Les géants américains du pétrole ExxonMobil et Chevron ont encore perdu beaucoup d’argent au troisième trimestre du fait de la chute de la demande en brut et ont taillé dans leurs dépenses. Mais ils continuent à croire en un monde où l’or noir coule à flot. ExxonMobil a enregistré une perte nette de 680 millions de dollars entre juillet et septembre, quand Chevron a perdu 207 millions de dollars. Les sociétés avaient respectivement gagné 3,2 milliards et 2,6 milliards sur la même période en 2019.
La pandémie est passée par là : avec les mesures de restriction, l’activité économique a ralenti et les trajets en avion ont beaucoup diminué, pesant sur la demande en énergie. Le prix du baril de pétrole coté à New York a évolué aux alentours de 41 dollars en moyenne entre juillet et septembre, contre 56 dollars sur la même période en 2019, et les marges sur les produits raffinés ont beaucoup baissé. Résultat : le chiffre d’affaires d’ExxonMobil a reculé de 29%, à 43,7 milliards de dollars, et celui de Chevron de 32% à 24,5 milliards de dollars.
Pour continuer à verser des dividendes aux actionnaires, les deux sociétés ont beaucoup coupé dans leurs dépenses, opérationnelles et d’investissement. ExxonMobil a notamment taillé dans ses effectifs et a estimé que le nombre de ses employés dans le monde allait baisser de 15% entre fin 2019 et fin 2022. Après avoir réduit ses dépenses d’investissement en 2020 de 33 à 23 milliards de dollars, il s’attend maintenant à n’en débourser que 16 à 19 milliards en 2021.
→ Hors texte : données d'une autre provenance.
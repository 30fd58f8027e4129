/// Database configuration and connection management
pub mod database;

/// Seed plan loading from TOML (metric definitions and monthly targets)
pub mod plan;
Chez Chevron, les dépenses d’investissement et les dépenses d’exploitation « ont baissé respectivement de 48% et 12% » par rapport au troisième trimestre 2019, a précisé le PDG Michael Wirth. ExxonMobil a aussi fait face à un trimestre difficile en Bourse : il a été retiré du prestigieux indice Dow Jones, dont il était membre depuis 1928, et a été dépassé par une société aux revenus bien moins élevés mais pariant sur le solaire et l’éolien, NextEra Energy.
Pic de demande ? « A-t-on atteint en 2019 un pic de la demande en pétrole ? A cette question, les réponses sont très variées », remarque Peter McNally de la société d’investissement Third Bridge. Pour certains, le plongeon de la demande depuis le début de la pandémie n’est que l’accélération d’une tendance à la baisse de la consommation au moment où le changement climatique devient un enjeu majeur.
Le PDG d’ExxonMobil, dans un récent message adressé à ses employés, a réfuté cette hypothèse. « Seulement 15% de la population mondiale vit dans des pays à niveau de vie élevé », avance-t-il, estimant que quand l’économie se redressera, les habitants des autres régions du monde consommeront de plus en plus d’énergie. Par ailleurs, remarque M. McNally, « il n’est pas réaliste » de penser que tout le monde va rapidement troquer sa voiture à essence ou diesel pour une onéreuse Tesla électrique. La consommation d’or noir devrait, à ses yeux, continué à croître, mais pas au niveau observé ces dernières années.
Les compagnies pétrolières vont-elles changer leur stratégie ? Pour l’instant, faute de contrôler la trajectoire de la pandémie, « elles gèrent ce qui est en leur pouvoir », remarque Stewart Glickman du cabinet CFRA. En plus de réduire les dépenses d’investissement, les dépenses opérationnelles et les effectifs, elles pourraient, au besoin, se séparer d’actifs non stratégiques, voire toucher à leurs dividendes. Mais « la demande va revenir », assure-t-il. Une compagnie comme ExxonMobil « a encore de beaux jours devant elle ».
Les majors voit bien par ailleurs que l’action du géant britannique BP, qui a annoncé cet été vouloir réduire sa production de pétrole et de gaz de 40% en dix ans et investir massivement dans les énergies renouvelables, est depuis en repli constant. « Cela n’incite pas vraiment ses concurrents » à suivre la même direction, remarque M. McNally. Au contraire. Chevron n’a pas hésité cet été à débourser 5 milliards de dollars pour racheter Noble et ses champs de pétrole au Texas et au Moyen-Orient. « Même si des questions persistent sur la reprise de la demande », la situation va évoluer, a affirmé le directeur financier d’ExxonMobil, Andrew Swiger, lors d’une conférence téléphonique.
À moyen terme, l’offre va s’ajuster à la demande et les prix vont remonter. A plus long terme, « les économies vont se rétablir, la vie des gens va s’améliorer et la demande en énergie va augmenter », a-t-il asséné.